- **Problem to work on**: Only the lines that hold "TestHelpers" should be in the answer, each copied from the data below.

- **Extracted records**:
--- START ---

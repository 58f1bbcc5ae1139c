//! Test helpers and builder patterns for rotation tests
//!
//! The builder wires a scheduler over one shared in-memory store acting as
//! both corpus and menu store, with a fixed clock, a stepping RNG that always
//! picks the first LRU candidate and an isolated run lock, so tests running in
//! parallel never contend on the process-wide one.

use rand::rngs::mock::StepRng;
use shared::{Dish, DishId};
use std::sync::Arc;

use super::fixtures::TestFixtures;
use rotation::services::{FixedClock, InMemoryStore};
use rotation::*;

pub type TestScheduler = RotationScheduler<Arc<InMemoryStore>, Arc<InMemoryStore>>;

/// Builder for schedulers with sensible test defaults
pub struct SchedulerBuilder {
    config: SchedulerConfig,
    store: Arc<InMemoryStore>,
    clock: FixedClock,
    seed: Option<u64>,
    run_lock: Option<RunLock>,
}

impl SchedulerBuilder {
    pub fn new() -> Self {
        Self {
            config: SchedulerConfig::default().with_menu_size(4),
            store: Arc::new(InMemoryStore::with_dishes(TestFixtures::scenario_corpus())),
            clock: FixedClock(TestFixtures::now()),
            seed: None,
            run_lock: None,
        }
    }

    pub fn with_dishes(mut self, dishes: Vec<Dish>) -> Self {
        self.store = Arc::new(InMemoryStore::with_dishes(dishes));
        self
    }

    pub fn with_store(mut self, store: Arc<InMemoryStore>) -> Self {
        self.store = store;
        self
    }

    /// Adjust the configuration with a setup function
    pub fn with_config<F>(mut self, setup: F) -> Self
    where
        F: FnOnce(SchedulerConfig) -> SchedulerConfig,
    {
        self.config = setup(self.config);
        self
    }

    pub fn with_clock(mut self, clock: FixedClock) -> Self {
        self.clock = clock;
        self
    }

    /// Use a seeded RNG instead of the first-candidate stepper
    pub fn with_seed(mut self, seed: u64) -> Self {
        self.seed = Some(seed);
        self
    }

    pub fn with_run_lock(mut self, run_lock: RunLock) -> Self {
        self.run_lock = Some(run_lock);
        self
    }

    /// Build the scheduler; the store handle stays available to the test
    pub fn build(self) -> (TestScheduler, Arc<InMemoryStore>) {
        let scheduler = RotationScheduler::new(
            self.config,
            Arc::clone(&self.store),
            Arc::clone(&self.store),
            Arc::new(self.clock),
        )
        .expect("valid test configuration");

        let scheduler = match self.seed {
            Some(seed) => scheduler.with_seed(seed),
            None => scheduler.with_rng(StepRng::new(0, 0)),
        };
        let scheduler = scheduler.with_run_lock(self.run_lock.unwrap_or_default());

        (scheduler, self.store)
    }
}

/// Test helper functions for common operations
pub struct TestHelpers;

impl TestHelpers {
    /// Ids of a menu in order
    pub fn menu_ids(menu: &shared::WeeklyMenu) -> Vec<String> {
        menu.dish_ids().map(|id| id.to_string()).collect()
    }

    pub fn picked_ids(selection: &MenuSelection) -> Vec<String> {
        selection.picked.iter().map(|dish| dish.id.to_string()).collect()
    }

    /// Mock corpus that hands out `dishes` on every fetch
    pub fn corpus_returning(dishes: Vec<Dish>) -> MockCorpusSource {
        let mut corpus = MockCorpusSource::new();
        corpus
            .expect_fetch_eligible_dishes()
            .returning(move |_| Ok(dishes.clone()));
        corpus
    }

    /// Mock store with no previous menu that must never be written to
    pub fn untouchable_store() -> MockMenuStore {
        let mut store = MockMenuStore::new();
        store.expect_load_menu().returning(|| Ok(None));
        store.expect_write_batch().times(0);
        store
    }

    /// Assert the store holds `last_used` for each id
    pub fn assert_last_used(store: &InMemoryStore, ids: &[&str], expected: Option<chrono::DateTime<chrono::Utc>>) {
        for id in ids {
            let dish = store.dish(id).unwrap_or_else(|| panic!("dish {id} missing"));
            assert_eq!(dish.last_used, expected, "last_used of {id}");
        }
    }

    pub fn dish_id(id: &str) -> DishId {
        DishId::new(id)
    }
}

--- END ---

- **Solution for this task**:
pub struct TestHelpers;
impl TestHelpers {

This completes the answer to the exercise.